Presque tous les Kenyans utilisent le maïs comme aliment de base. Nous conditionnons notre maïs dans des sacs de 90 kg et nous en avons produit 40 millions l'an dernier. En 2022, nous sommes supposés augmenter notre production à 67 millions de sacs.

 

 

 

 

C’est une augmentation d’environ deux tiers et il faudra beaucoup plus que des conditions météorologiques idéales. Il faudra de nouvelles technologies, ce qui signifie l’acceptation pleine et entière des OGM en tant que forme d’agriculture ordinaire.

 

Les OGM sont arrivés sur le marché mondial en 1996, il y a presque une génération. De nombreux pays développés les ont adoptés immédiatement. Aux États-Unis, au Canada et ailleurs, des agriculteurs ont vu leur productivité monter en flèche, produisant plus de nourriture sur moins de terres.

 

En 2017, les agriculteurs de 24 pays ont cultivé des OGM sur près de 200 millions d'hectares. Le Service International pour l'Acquisition d'Applications Agro-biotechnologiques (ISAAA), qui suit l'utilisation des OGM, appelle cela l'adoption la plus rapide d'une technologie agricole de l'histoire.

 

Les agriculteurs choisissent les semences génétiquement modifiées car elles produisent d’excellentes cultures qui possèdent une capacité naturelle à vaincre les mauvaises herbes, les insectes nuisibles et à relever d’autres défis.

 

 

 

 

Pourtant, le Kenya, comme la plupart des pays africains, n’a pas permis cela. Est-il étonnant que nous soyons si loin du reste du monde en matière de production alimentaire, au point même que, lors de la campagne 2017/18, le gouvernement a dû autoriser l'importation en franchise de droits de douane de céréales de pays aussi lointains que le Mexique ?

 

La bonne nouvelle à propos du retard que nous avons pris est que nous pouvons le rattraper.
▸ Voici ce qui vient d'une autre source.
impl BundleMetadata {
    /// Parse the contents of a metadata entry.
    pub fn parse(source: &str) -> Result<Self> {
        Ok(Self::from_lua(&parse(source)?))
    }

    /// Map a parsed table onto the typed schema.
    pub fn from_lua(value: &LuaValue) -> Self {
        let Some(table) = value.as_table() else {
            return Self::default();
        };

        let number = |key: &str| table.get(key).and_then(LuaValue::as_number);
        let count = |key: &str| table.get(key).and_then(LuaValue::as_table).map_or(0, |t| t.len());

        let last_page = number("last_page")
            .filter(|n| n.is_finite() && *n >= 0.0)
            .map_or(0, |n| n as u64);
        let percent_finished = number("percent_finished")
            .filter(|n| n.is_finite())
            .map_or(0.0, |n| n.clamp(0.0, 1.0));

        // Newer KOReader versions keep highlights in "annotations"
        let highlight_count = count("annotations").max(count("highlight"));

        Self {
            last_page,
            percent_finished,
            doc_pages: number("doc_pages")
                .filter(|n| n.is_finite() && *n >= 0.0)
                .map(|n| n as u64),
            doc_path: table
                .get("doc_path")
                .and_then(LuaValue::as_str)
                .map(str::to_string),
            status: table
                .get("summary")
                .and_then(LuaValue::as_table)
                .and_then(|s| s.get("status"))
                .and_then(LuaValue::as_str)
                .map(str::to_string),
            highlight_count,
            bookmark_count: count("bookmarks"),
        }
    }
}

/// Parse a Lua chunk of the form `[return] <value>`.
pub fn parse(source: &str) -> Result<LuaValue> {
    let mut parser = Parser::new(source);
    parser.skip_trivia();
    if parser.eat_word("return") {
        parser.skip_trivia();
    }
    let value = parser.value(0)?;
    parser.skip_trivia();
    parser.eat(b';');
    parser.skip_trivia();
    if !parser.at_end() {
        return Err(parser.error("trailing content after value"));
    }
    Ok(value)
}

/// Tables nested deeper than this are rejected.
const MAX_DEPTH: usize = 64;

struct Parser<'a> {
    src: &'a [u8],
    pos: usize,
}

impl<'a> Parser<'a> {
    fn new(source: &'a str) -> Self {
        Self {
            src: source.as_bytes(),
            pos: 0,
        }
    }

    fn error(&self, message: &str) -> SyncError {
        let line = self.src[..self.pos.min(self.src.len())]
            .iter()
            .filter(|&&b| b == b'\n')
            .count()
            + 1;
        SyncError::Decode(format!("metadata line {}: {}", line, message))
    }

    fn at_end(&self) -> bool {
        self.pos >= self.src.len()
    }

    fn peek(&self) -> Option<u8> {
        self.src.get(self.pos).copied()
    }

    fn peek_at(&self, offset: usize) -> Option<u8> {
        self.src.get(self.pos + offset).copied()
    }

    fn eat(&mut self, byte: u8) -> bool {
        if self.peek() == Some(byte) {
            self.pos += 1;
            true
        } else {
            false
        }
    }

    fn expect(&mut self, byte: u8) -> Result<()> {
        if self.eat(byte) {
            Ok(())
        } else {
            Err(self.error(&format!("expected '{}'", byte as char)))
        }
    }

    /// Consume `word` if it appears as a whole identifier.
    fn eat_word(&mut self, word: &str) -> bool {
        let end = self.pos + word.len();
        if self.src.get(self.pos..end) == Some(word.as_bytes())
            && !self.src.get(end).is_some_and(|b| is_ident_byte(*b))
        {
            self.pos = end;
            true
        } else {
            false
        }
    }

    /// Skip whitespace and `--` comments, including `--[[ ]]` blocks.
    fn skip_trivia(&mut self) {
        loop {
            while self.peek().is_some_and(|b| b.is_ascii_whitespace()) {
                self.pos += 1;
            }
            if self.peek() == Some(b'-') && self.peek_at(1) == Some(b'-') {
                self.pos += 2;
                if let Some(level) = self.long_bracket_level() {
                    // Unterminated comments run to the end of input
                    if self.long_bracket_body(level).is_err() {
                        self.pos = self.src.len();
                    }
                } else {
                    while self.peek().is_some_and(|b| b != b'\n') {
                        self.pos += 1;
                    }
                }
                continue;
            }
            break;
        }
    }

    fn value(&mut self, depth: usize) -> Result<LuaValue> {
        self.skip_trivia();
        match self.peek() {
            None => Err(self.error("unexpected end of input")),
            Some(b'{') => self.table(depth),
            Some(b'"') | Some(b'\'') => self.quoted_string().map(LuaValue::String),
            Some(b'[') if self.long_bracket_level().is_some() => {
                let level = self.long_bracket_level().unwrap_or(0);
                self.long_string(level).map(LuaValue::String)
            }
            Some(b) if b == b'-' || b == b'.' || b.is_ascii_digit() => {
                self.number().map(LuaValue::Number)
            }
            Some(_) => {
                if self.eat_word("true") {
                    Ok(LuaValue::Bool(true))
                } else if self.eat_word("false") {
                    Ok(LuaValue::Bool(false))
                } else if self.eat_word("nil") {
                    Ok(LuaValue::Nil)
                } else {
                    Err(self.error("unexpected token"))
                }
            }
        }
    }

    fn table(&mut self, depth: usize) -> Result<LuaValue> {
        if depth >= MAX_DEPTH {
            return Err(self.error("tables nested too deeply"));
        }
        self.expect(b'{')?;

        let mut table = LuaTable::default();
        let mut next_index = 1i64;

        loop {
            self.skip_trivia();
            if self.eat(b'}') {
                break;
            }

            let key = if self.peek() == Some(b'[') && self.long_bracket_level().is_none() {
                self.pos += 1;
                let key = match self.value(depth + 1)? {
                    LuaValue::String(s) => LuaKey::Name(s),
                    LuaValue::Number(n) if n.fract() == 0.0 => LuaKey::Index(n as i64),
                    _ => return Err(self.error("unsupported table key")),
                };
                self.skip_trivia();
                self.expect(b']')?;
                self.skip_trivia();
                self.expect(b'=')?;
                Some(key)
            } else if let Some(name) = self.identifier_assignment() {
                Some(LuaKey::Name(name))
            } else {
                None
            };

            let value = self.value(depth + 1)?;
            let key = key.unwrap_or_else(|| {
                let index = next_index;
                next_index += 1;
                LuaKey::Index(index)
            });
            table.fields.push((key, value));

            self.skip_trivia();
            if self.eat(b',') || self.eat(b';') {
                continue;
            }
            self.skip_trivia();
            self.expect(b'}')?;
            break;
        }

        Ok(LuaValue::Table(table))
    }

    /// `name =` (but not `name ==`); restores the position otherwise.
    fn identifier_assignment(&mut self) -> Option<String> {
        let start = self.pos;
        if !self.peek().is_some_and(|b| b.is_ascii_alphabetic() || b == b'_') {
            return None;
        }
        while self.peek().is_some_and(is_ident_byte) {
            self.pos += 1;
        }
        let name = String::from_utf8_lossy(&self.src[start..self.pos]).to_string();
        if matches!(name.as_str(), "true" | "false" | "nil") {
            self.pos = start;
            return None;
        }

        self.skip_trivia();
        if self.peek() == Some(b'=') && self.peek_at(1) != Some(b'=') {
            self.pos += 1;
            Some(name)
        } else {
            self.pos = start;
            None
        }
    }

    fn number(&mut self) -> Result<f64> {
        let start = self.pos;
        let negative = self.eat(b'-');
        self.skip_trivia();

        if self.peek() == Some(b'0') && matches!(self.peek_at(1), Some(b'x') | Some(b'X')) {
            self.pos += 2;
            let digits_start = self.pos;
            while self.peek().is_some_and(|b| b.is_ascii_hexdigit()) {
                self.pos += 1;
            }
            let digits = std::str::from_utf8(&self.src[digits_start..self.pos])
                .map_err(|_| self.error("invalid number"))?;
            let value =
                u64::from_str_radix(digits, 16).map_err(|_| self.error("invalid hex number"))?;
            let value = value as f64;
            return Ok(if negative { -value } else { value });
        }

        let digits_start = self.pos;
        while self
            .peek()
            .is_some_and(|b| b.is_ascii_digit() || b == b'.')
        {
            self.pos += 1;
        }
        if matches!(self.peek(), Some(b'e') | Some(b'E')) {
            self.pos += 1;
            if matches!(self.peek(), Some(b'+') | Some(b'-')) {
                self.pos += 1;
            }
            while self.peek().is_some_and(|b| b.is_ascii_digit()) {
                self.pos += 1;
            }
        }

        let parsed = std::str::from_utf8(&self.src[digits_start..self.pos])
            .ok()
            .and_then(|text| text.parse::<f64>().ok());
        let Some(value) = parsed else {
            self.pos = start;
            return Err(self.error("invalid number"));
        };
        Ok(if negative { -value } else { value })
    }

    fn quoted_string(&mut self) -> Result<String> {
        let quote = self.peek().ok_or_else(|| self.error("expected string"))?;
        self.pos += 1;
        let mut out = Vec::new();

        loop {
            let b = self
                .peek()
                .ok_or_else(|| self.error("unterminated string"))?;
            self.pos += 1;
            match b {
                b if b == quote => break,
                b'\n' => return Err(self.error("newline in string")),
                b'\\' => {
                    let escaped = self
                        .peek()
                        .ok_or_else(|| self.error("unterminated string"))?;
                    self.pos += 1;
                    match escaped {
                        b'n' => out.push(b'\n'),
                        b't' => out.push(b'\t'),
                        b'r' => out.push(b'\r'),
                        b'a' => out.push(0x07),
                        b'b' => out.push(0x08),
                        b'f' => out.push(0x0c),
                        b'v' => out.push(0x0b),
                        b'\n' => out.push(b'\n'),
                        b'0'..=b'9' => {
                            // \ddd, up to three decimal digits
                            let mut value = u32::from(escaped - b'0');
                            for _ in 0..2 {
                                match self.peek() {
                                    Some(d) if d.is_ascii_digit() => {
                                        value = value * 10 + u32::from(d - b'0');
                                        self.pos += 1;
                                    }
                                    _ => break,
                                }
                            }
                            let byte =
                                u8::try_from(value).map_err(|_| self.error("escape too large"))?;
                            out.push(byte);
                        }
                        other => out.push(other),
                    }
                }
                other => out.push(other),
            }
        }

        Ok(String::from_utf8_lossy(&out).into_owned())
    }

    /// Level of a long bracket `[==[` at the cursor, without consuming it.
    fn long_bracket_level(&self) -> Option<usize> {
        if self.peek() != Some(b'[') {
            return None;
        }
        let mut level = 0;
        while self.peek_at(1 + level) == Some(b'=') {
            level += 1;
        }
        (self.peek_at(1 + level) == Some(b'[')).then_some(level)
    }

    fn long_string(&mut self, level: usize) -> Result<String> {
        let body = self.long_bracket_body(level)?;
        // A newline right after the opening bracket is skipped
        let trimmed = body
            .strip_prefix("\r\n")
            .or_else(|| body.strip_prefix('\n'))
            .unwrap_or(&body);
        Ok(trimmed.to_string())
    }

    /// Consume `[=*[ ... ]=*]` and return its body.
    fn long_bracket_body(&mut self, level: usize) -> Result<String> {
        self.pos += level + 2;
        let start = self.pos;
        let mut closing = Vec::with_capacity(level + 2);
        closing.push(b']');
        closing.extend(std::iter::repeat_n(b'=', level));
        closing.push(b']');

        while self.pos + closing.len() <= self.src.len() {
            if self.src[self.pos..].starts_with(&closing) {
                let body = String::from_utf8_lossy(&self.src[start..self.pos]).into_owned();
                self.pos += closing.len();
                return Ok(body);
            }
            self.pos += 1;
        }

        Err(self.error("unterminated long bracket"))
    }
}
Nous avons encore beaucoup à faire – et l'acceptation des semences GM est la décision la plus importante que notre gouvernement puisse prendre s'il veut atteindre ses objectifs de sécurité alimentaire. Avec le temps, les OGM nous aideront à cultiver non seulement le maïs mais également le riz et les pommes de terre, deux autres cultures qui peuvent faire mieux.

 

Les semences GM seront utiles pour un autre élément du Big Four Agenda : l'industrie.

 

Les objectifs spécifiques concernent l’industrie textile, avec l’espoir d’augmenter sa valeur de 350 millions de dollars à 2 milliards de dollars d’ici 2022, en ajoutant notamment des centaines de milliers d’emplois.

 

Avant que cela ne se produise, les agriculteurs kényans devront commencer à cultiver beaucoup plus de coton. Le meilleur moyen d'y parvenir est de permettre l'accès aux semences de cotonnier GM. Écoutez simplement les agriculteurs kényans parler de ses avantages dans cette vidéo.

 

 

Le Kenya est actuellement sur la bonne voie pour adopter un OGM connu sous le nom de « cotonnier Bt », qui repousse les pires parasites, en 2019. Une fois que cela se produira, nous assisterons à un boom du coton, les agriculteurs en cultivant peut-être 200 000 hectares. Nous aurons beaucoup plus de coton, ce qui alimentera notre secteur textile.

 

Les semences GM ne résoudront pas à elles seules tous nos problèmes agricoles. Les routes doivent encore être améliorées, les banques doivent devenir plus conviviales pour les agriculteurs, l'irrigation doit se développer rapidement et les marchés doivent être ouverts aux niveaux local et international.

 

Cependant, je peux garantir que seules les semences GM, cet ingrédient essentiel pour progresser, permettront au président Kenyatta d'atteindre les objectifs qu'il s'est fixés pour nous tous dans le cadre du Big Four Agenda.

 

_________________

 

* Gilbert Arap Bor est agriculteur, à Kapseret, Kenya. Il cultive du maïs, des légumes et a des vaches laitières sur une petite ferme de 10 hectares près d'Eldoret, au Kenya. M. Bor, professeur à l'Université catholique de l'Afrique de l'Est, à Eldoret Campus (Gaba), est un membre du Truth About Trade & Technology Global Farmer Network et a reçu en 2011 le Kleckner Trade & Technology Advancement Award.